Implementation:Huggingface Datatrove TypesHelper
| Knowledge Sources | |
|---|---|
| Domains | Data Processing, NLP |
| Last Updated | 2026-02-14 17:00 GMT |
Overview
Defines constant enumerations for language codes, pipeline statistic keys, and file extension conventions used throughout the datatrove codebase.
Description
The TypesHelper module contains four classes that serve as constant registries for the entire datatrove framework. The primary class is Languages, which contains over 4,000 class-level string attributes mapping human-readable language names to ISO 639-3 codes with optional script tags. Each language may have multiple entries: one for the base language code (e.g., english = "eng") and one or more for specific scripts (e.g., english__latn = "eng_Latn"). The double-underscore convention in attribute names corresponds to the underscore separator in the ISO code values.

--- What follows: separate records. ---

//! Generation counter for invalidating stale completions.
//!
//! Every session runs under its own generation. Any asynchronous work
//! (transport calls, notification callbacks) captures a [`GenerationToken`]
//! when it starts and checks it when it completes; once the session is
//! retired the counter has moved on and the completion is dropped. A plain
//! "is active" flag would not tell session N's late read apart from session
//! N+1's.

use std::sync::Arc;

use serde::Serialize;
use tokio::sync::watch;

/// Session generation tag.
#[derive(Debug, Clone, Copy, PartialEq, Eq, PartialOrd, Ord, Hash, Serialize)]
pub struct Generation(pub u64);

impl std::fmt::Display for Generation {
    fn fmt(&self, f: &mut std::fmt::Formatter<'_>) -> std::fmt::Result {
        write!(f, "g{}", self.0)
    }
}

/// Monotonic counter shared by all sessions of one client.
#[derive(Debug, Clone)]
pub struct GenerationCounter {
    tx: Arc<watch::Sender<u64>>,
}

impl Default for GenerationCounter {
    fn default() -> Self {
        Self::new()
    }
}

impl GenerationCounter {
    /// Counter starting at generation 0 (no session).
    pub fn new() -> Self {
        let (tx, _) = watch::channel(0);
        Self { tx: Arc::new(tx) }
    }

    /// Current generation.
    pub fn current(&self) -> Generation {
        Generation(*self.tx.borrow())
    }

    /// Start a new generation and return it.
    pub fn advance(&self) -> Generation {
        let mut next = 0;
        self.tx.send_modify(|g| {
            *g += 1;
            next = *g;
        });
        Generation(next)
    }

    /// Retire `generation` if it is still current.
    ///
    /// Returns `false` when something else already moved the counter on, so
    /// retiring twice (disconnect callback racing an explicit close) is harmless.
    pub fn retire(&self, generation: Generation) -> bool {
        self.tx.send_if_modified(|g| {
            if *g == generation.0 {
                *g += 1;
                true
            } else {
                false
            }
        })
    }

    /// Capture the current generation.
    pub fn token(&self) -> GenerationToken {
        let rx = self.tx.subscribe();
        let captured = Generation(*rx.borrow());
        GenerationToken { captured, rx }
    }
}

/// A captured generation that can be checked or awaited.
#[derive(Debug, Clone)]
pub struct GenerationToken {
    captured: Generation,
    rx: watch::Receiver<u64>,
}

impl GenerationToken {
    /// Generation this token was captured under.
    pub fn generation(&self) -> Generation {
        self.captured
    }

    /// Whether the captured generation is still the live one.
    pub fn is_current(&self) -> bool {
        *self.rx.borrow() == self.captured.0
    }

    /// Resolve once the captured generation has been retired.
    ///
    /// Cancel-safe; usable as a `select!` branch.
    pub async fn retired(&mut self) {
        let captured = self.captured.0;
        // The sender lives as long as any counter clone; if every clone is
        // gone nothing can ever complete against this generation either.
        let _ = self.rx.wait_for(|g| *g != captured).await;
    }
}

#[cfg(test)]
mod tests {
    use super::*;
    use std::time::Duration;

    #[test]
    fn test_advance_is_monotonic() {
        let counter = GenerationCounter::new();
        assert_eq!(counter.current(), Generation(0));
        assert_eq!(counter.advance(), Generation(1));
        assert_eq!(counter.advance(), Generation(2));
        assert_eq!(counter.current(), Generation(2));
    }

    #[test]
    fn test_retire_only_current() {
        let counter = GenerationCounter::new();
        let g1 = counter.advance();
        assert!(counter.retire(g1));
        // Second retire is a no-op
        assert!(!counter.retire(g1));
        assert_eq!(counter.current(), Generation(2));

        let g3 = counter.advance();
        assert!(!counter.retire(g1));
        assert_eq!(counter.current(), g3);
    }

    #[test]
    fn test_token_goes_stale() {
        let counter = GenerationCounter::new();
        let g = counter.advance();
        let token = counter.token();
        assert_eq!(token.generation(), g);
        assert!(token.is_current());

        counter.retire(g);
        assert!(!token.is_current());
    }

    #[tokio::test]
    async fn test_retired_wakes_waiter() {
        let counter = GenerationCounter::new();
        let g = counter.advance();
        let mut token = counter.token();

        let waiter = tokio::spawn(async move {
            token.retired().await;
        });

        tokio::time::sleep(Duration::from_millis(5)).await;
        assert!(!waiter.is_finished());

        counter.retire(g);
        tokio::time::timeout(Duration::from_secs(1), waiter)
            .await
            .expect("waiter not woken")
            .unwrap();
    }
}
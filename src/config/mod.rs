//! Configuration management.
//!
//! Supports configuration from:
//! - TOML config files
//! - Environment variables (`RADIOLINK_*`)
//! - CLI arguments (for the `radiolink` binary)
//!
//! Retry budgets and backoff schedules are operational tuning, so every one
//! of them lives here rather than in the state machine.

use std::path::PathBuf;
use std::time::Duration;

use serde::{Deserialize, Serialize};
use uuid::Uuid;

use crate::error::{LinkError, Result};

/// Main configuration struct
#[derive(Debug, Clone, Default, PartialEq, Serialize, Deserialize)]
pub struct Config {
    /// Service and characteristic identifiers shared with the peer firmware
    #[serde(default)]
    pub link: LinkIds,

    /// Handshake retry budget
    #[serde(default)]
    pub handshake: HandshakeConfig,

    /// Transient transport error retries
    #[serde(default)]
    pub transport: TransportRetryConfig,

    /// Poll loop bounds
    #[serde(default)]
    pub poll: PollConfig,

    /// Session supervisor policy
    #[serde(default)]
    pub restart: RestartConfig,
}

impl Config {
    /// Load configuration from a TOML file
    pub fn from_file(path: impl Into<PathBuf>) -> Result<Self> {
        let path = path.into();
        let content = std::fs::read_to_string(&path)
            .map_err(|e| LinkError::Config(format!("Failed to read config file {path:?}: {e}")))?;

        let config: Self = toml::from_str(&content)
            .map_err(|e| LinkError::Config(format!("Failed to parse config: {e}")))?;
        config.validate()?;
        Ok(config)
    }

    /// Default config file location (`<config dir>/radiolink/config.toml`)
    pub fn default_path() -> Option<PathBuf> {
        dirs::config_dir().map(|p| p.join("radiolink").join("config.toml"))
    }

    /// Load configuration from environment variables
    pub fn from_env() -> Self {
        let mut config = Self::default();

        if let Some(v) = env_parse("RADIOLINK_HANDSHAKE_MAX_ATTEMPTS") {
            config.handshake.max_attempts = v;
        }
        if let Some(v) = env_parse("RADIOLINK_HANDSHAKE_INITIAL_DELAY_MS") {
            config.handshake.initial_delay_ms = v;
        }
        if let Some(v) = env_parse("RADIOLINK_HANDSHAKE_MAX_DELAY_MS") {
            config.handshake.max_delay_ms = v;
        }
        if let Some(v) = env_parse("RADIOLINK_HANDSHAKE_BACKOFF_MULTIPLIER") {
            config.handshake.backoff_multiplier = v;
        }
        if let Some(v) = env_parse("RADIOLINK_HANDSHAKE_TIMEOUT_MS") {
            config.handshake.total_timeout_ms = v;
        }
        if let Some(v) = env_parse("RADIOLINK_TRANSPORT_MAX_RETRIES") {
            config.transport.max_retries = v;
        }
        if let Some(v) = env_parse("RADIOLINK_TRANSPORT_RETRY_DELAY_MS") {
            config.transport.retry_delay_ms = v;
        }
        if let Some(v) = env_parse("RADIOLINK_POLL_MAX_READS") {
            config.poll.max_reads_per_pull = v;
        }
        if let Some(v) = env_parse("RADIOLINK_MAX_RESTARTS") {
            config.restart.max_restarts = v;
        }
        if let Some(v) = env_parse("RADIOLINK_RESTART_DELAY_MS") {
            config.restart.delay_ms = v;
        }
        if let Some(v) = env_parse("RADIOLINK_RESTART_ON_INCOMPATIBLE") {
            config.restart.restart_on_incompatible = v;
        }

        config
    }

    /// Serialize to TOML
    pub fn to_toml(&self) -> Result<String> {
        Ok(toml::to_string_pretty(self)?)
    }

    /// Reject values that would make a session hang or never start
    pub fn validate(&self) -> Result<()> {
        let h = &self.handshake;
        if h.max_attempts == 0 {
            return Err(LinkError::Config(
                "handshake.max_attempts must be at least 1".to_string(),
            ));
        }
        if h.total_timeout_ms == 0 {
            return Err(LinkError::Config(
                "handshake.total_timeout_ms must be non-zero".to_string(),
            ));
        }
        if h.initial_delay_ms > h.max_delay_ms {
            return Err(LinkError::Config(format!(
                "handshake.initial_delay_ms ({}) exceeds max_delay_ms ({})",
                h.initial_delay_ms, h.max_delay_ms
            )));
        }
        if !h.backoff_multiplier.is_finite() || h.backoff_multiplier < 1.0 {
            return Err(LinkError::Config(format!(
                "handshake.backoff_multiplier must be finite and >= 1.0 (got {})",
                h.backoff_multiplier
            )));
        }
        if self.poll.max_reads_per_pull == 0 {
            return Err(LinkError::Config(
                "poll.max_reads_per_pull must be at least 1".to_string(),
            ));
        }

        let ids = [
            self.link.write_uuid,
            self.link.read_uuid,
            self.link.notify_uuid,
        ];
        for (i, a) in ids.iter().enumerate() {
            if ids[i + 1..].contains(a) {
                return Err(LinkError::Config(format!(
                    "characteristic {a} is configured for more than one role"
                )));
            }
        }

        Ok(())
    }
}

fn env_parse<T: std::str::FromStr>(key: &str) -> Option<T> {
    std::env::var(key).ok().and_then(|v| v.parse().ok())
}

/// Stable addresses of the peer's radio service
#[derive(Debug, Clone, Copy, PartialEq, Eq, Serialize, Deserialize)]
pub struct LinkIds {
    /// Primary service
    pub service_uuid: Uuid,

    /// Host -> peer command characteristic
    pub write_uuid: Uuid,

    /// Peer -> host data pull characteristic
    pub read_uuid: Uuid,

    /// Peer -> host "data available" characteristic
    pub notify_uuid: Uuid,
}

impl Default for LinkIds {
    fn default() -> Self {
        Self {
            service_uuid: Uuid::from_u128(0x6ba1b218_15a8_461f_9fa8_5dcae273eafd),
            write_uuid: Uuid::from_u128(0xf75c76d2_129e_4dad_a1dd_7866124401e7),
            read_uuid: Uuid::from_u128(0x2c55e69e_4993_11ed_b878_0242ac120002),
            notify_uuid: Uuid::from_u128(0xed9da18c_a800_4f66_a670_aa7547e34453),
        }
    }
}

/// Handshake (configuration pull) retry budget
#[derive(Debug, Clone, PartialEq, Serialize, Deserialize)]
pub struct HandshakeConfig {
    /// Configuration reads allowed after the handshake write
    pub max_attempts: u32,

    /// Delay before the first re-read after an empty result
    pub initial_delay_ms: u64,

    /// Cap on the delay between re-reads
    pub max_delay_ms: u64,

    /// Growth factor applied to the delay after each empty read
    pub backoff_multiplier: f64,

    /// Wall-clock budget measured from the handshake write
    pub total_timeout_ms: u64,
}

impl Default for HandshakeConfig {
    fn default() -> Self {
        Self {
            max_attempts: 10,
            initial_delay_ms: 100,
            max_delay_ms: 2_000,
            backoff_multiplier: 2.0,
            total_timeout_ms: 15_000,
        }
    }
}

impl HandshakeConfig {
    /// Initial backoff delay
    pub fn initial_delay(&self) -> Duration {
        Duration::from_millis(self.initial_delay_ms)
    }

    /// Backoff cap
    pub fn max_delay(&self) -> Duration {
        Duration::from_millis(self.max_delay_ms)
    }

    /// Total handshake budget
    pub fn total_timeout(&self) -> Duration {
        Duration::from_millis(self.total_timeout_ms)
    }
}

/// Retry budget for transient transport errors on a single call
#[derive(Debug, Clone, PartialEq, Eq, Serialize, Deserialize)]
pub struct TransportRetryConfig {
    /// Retries after the first attempt
    pub max_retries: u32,

    /// Delay between retries
    pub retry_delay_ms: u64,
}

impl Default for TransportRetryConfig {
    fn default() -> Self {
        Self {
            max_retries: 3,
            retry_delay_ms: 50,
        }
    }
}

impl TransportRetryConfig {
    /// Delay between retries
    pub fn retry_delay(&self) -> Duration {
        Duration::from_millis(self.retry_delay_ms)
    }
}

/// Poll loop bounds
#[derive(Debug, Clone, PartialEq, Eq, Serialize, Deserialize)]
pub struct PollConfig {
    /// Reads issued in one drain cycle before yielding to a follow-up cycle
    pub max_reads_per_pull: usize,
}

impl Default for PollConfig {
    fn default() -> Self {
        Self {
            max_reads_per_pull: 256,
        }
    }
}

/// Supervisor restart policy
#[derive(Debug, Clone, PartialEq, Eq, Serialize, Deserialize)]
pub struct RestartConfig {
    /// Fresh sessions opened after the first one fails
    pub max_restarts: u32,

    /// Delay before opening the next session
    pub delay_ms: u64,

    /// Restart after `IncompatiblePeer` (firmware may be mid-update)
    pub restart_on_incompatible: bool,
}

impl Default for RestartConfig {
    fn default() -> Self {
        Self {
            max_restarts: 3,
            delay_ms: 1_000,
            restart_on_incompatible: false,
        }
    }
}

impl RestartConfig {
    /// Delay before a restart
    pub fn delay(&self) -> Duration {
        Duration::from_millis(self.delay_ms)
    }
}

#[cfg(test)]
mod tests {
    use super::*;
    use std::io::Write;

    #[test]
    fn test_default_config() {
        let config = Config::default();
        assert_eq!(config.handshake.max_attempts, 10);
        assert_eq!(config.transport.max_retries, 3);
        assert_eq!(
            config.link.read_uuid.to_string(),
            "2c55e69e-4993-11ed-b878-0242ac120002"
        );
        assert!(config.validate().is_ok());
    }

    #[test]
    fn test_config_from_toml() {
        let toml = r#"
            [handshake]
            max_attempts = 4
            initial_delay_ms = 20
            max_delay_ms = 80
            backoff_multiplier = 1.5
            total_timeout_ms = 1000

            [poll]
            max_reads_per_pull = 16
        "#;

        let config: Config = toml::from_str(toml).unwrap();
        assert_eq!(config.handshake.max_attempts, 4);
        assert_eq!(config.handshake.initial_delay(), Duration::from_millis(20));
        assert_eq!(config.poll.max_reads_per_pull, 16);
        // Untouched sections keep their defaults
        assert_eq!(config.link, LinkIds::default());
        assert_eq!(config.restart, RestartConfig::default());
    }

    #[test]
    fn test_config_from_file() {
        let mut file = tempfile::NamedTempFile::new().unwrap();
        writeln!(file, "[transport]\nmax_retries = 7\nretry_delay_ms = 5").unwrap();

        let config = Config::from_file(file.path()).unwrap();
        assert_eq!(config.transport.max_retries, 7);
        assert_eq!(config.transport.retry_delay(), Duration::from_millis(5));
    }

    #[test]
    fn test_config_toml_round_trip() {
        let config = Config::default();
        let text = config.to_toml().unwrap();
        let parsed: Config = toml::from_str(&text).unwrap();
        assert_eq!(parsed, config);
    }

    #[test]
    fn test_validate_rejects_zero_budget() {
        let mut config = Config::default();
        config.handshake.max_attempts = 0;
        assert!(matches!(config.validate(), Err(LinkError::Config(_))));
    }

    #[test]
    fn test_validate_rejects_inverted_delays() {
        let mut config = Config::default();
        config.handshake.initial_delay_ms = 5_000;
        config.handshake.max_delay_ms = 100;
        assert!(config.validate().is_err());
    }

    #[test]
    fn test_validate_rejects_non_finite_multiplier() {
        let mut config = Config::default();
        for multiplier in [f64::INFINITY, f64::NAN, 0.5] {
            config.handshake.backoff_multiplier = multiplier;
            assert!(matches!(config.validate(), Err(LinkError::Config(_))));
        }

        let parsed: Config = toml::from_str("[handshake]\nmax_attempts = 3\ninitial_delay_ms = 10\nmax_delay_ms = 20\nbackoff_multiplier = inf\ntotal_timeout_ms = 100").unwrap();
        assert!(parsed.validate().is_err());
    }

    #[test]
    fn test_env_overrides() {
        // Keys unique to this test, so parallel tests are unaffected
        std::env::set_var("RADIOLINK_HANDSHAKE_BACKOFF_MULTIPLIER", "1.5");
        std::env::set_var("RADIOLINK_POLL_MAX_READS", "32");
        std::env::set_var("RADIOLINK_RESTART_DELAY_MS", "250");
        std::env::set_var("RADIOLINK_RESTART_ON_INCOMPATIBLE", "true");

        let config = Config::from_env();
        assert!((config.handshake.backoff_multiplier - 1.5).abs() < f64::EPSILON);
        assert_eq!(config.poll.max_reads_per_pull, 32);
        assert_eq!(config.restart.delay(), Duration::from_millis(250));
        assert!(config.restart.restart_on_incompatible);
        assert_eq!(config.handshake.max_attempts, 10);

        for key in [
            "RADIOLINK_HANDSHAKE_BACKOFF_MULTIPLIER",
            "RADIOLINK_POLL_MAX_READS",
            "RADIOLINK_RESTART_DELAY_MS",
            "RADIOLINK_RESTART_ON_INCOMPATIBLE",
        ] {
            std::env::remove_var(key);
        }
    }

    #[test]
    fn test_validate_rejects_shared_characteristic() {
        let mut config = Config::default();
        config.link.notify_uuid = config.link.read_uuid;
        assert!(config.validate().is_err());
    }
}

The StatHints class provides three standard string constants -- total, dropped, and forwarded -- used by virtually all pipeline steps to track document flow statistics consistently. These constants serve as keys for the statistics tracking system, ensuring uniform metric naming across all pipeline components.
The ExtensionHelperSD and ExtensionHelperES classes define file extension constants used by the Sentence Deduplication and Exact Substring deduplication pipelines respectively. These ensure consistent file naming when intermediate data structures (signatures, duplicate lists, byte ranges) are written to disk during multi-stage deduplication workflows.
Usage
Reference Languages constants when specifying language parameters for filters, tokenizers, or language identification steps. Use StatHints when updating statistics within custom pipeline steps. Use the extension helpers when working with deduplication pipeline file artifacts.
Code Reference
Source Location
- Repository: Huggingface_Datatrove
- File: src/datatrove/utils/typeshelper.py
- Lines: 1-4113
Signature
class Languages:
english = "eng"
english__latn = "eng_Latn"
# ... 4000+ language/script entries
class StatHints:
total = "total"
dropped = "dropped"
forwarded = "forwarded"
class ExtensionHelperSD:
stage_1_signature = ".c4_sig"
stage_2_duplicates = ".c4_dup"
stage_2_counts = ".c4_counts"
index = ".c4_index"
class ExtensionHelperES:
stage_1_sequence = ".es_sequence"
stage_1_sequence_size = ".es_sequence.size"
stage_2_big_sequence = ".big_sequence"
stage_2_bytes_offset = ".info"
stage_3_bytes_ranges = ".bytearange"
Import
from datatrove.utils.typeshelper import Languages, StatHints
from datatrove.utils.typeshelper import ExtensionHelperSD, ExtensionHelperES
I/O Contract
Inputs
| Name | Type | Required | Description |
|---|---|---|---|
| N/A | N/A | N/A | This module defines only constants; it takes no runtime inputs |
Outputs
| Name | Type | Description |
|---|---|---|
| Language codes | str | ISO 639-3 codes with optional script tags (e.g., "eng_Latn") |
| Stat keys | str | Standard statistic key strings ("total", "dropped", "forwarded") |
| File extensions | str | Conventional file extension strings for deduplication artifacts |
Usage Examples
Basic Usage
from datatrove.utils.typeshelper import Languages, StatHints
# Use language constants for pipeline configuration
language = Languages.english # "eng"
language_with_script = Languages.french__latn # "fra_Latn"
# Use stat hints in custom pipeline steps
self.stat_update(StatHints.total)
self.stat_update(StatHints.forwarded)
self.stat_update(StatHints.dropped)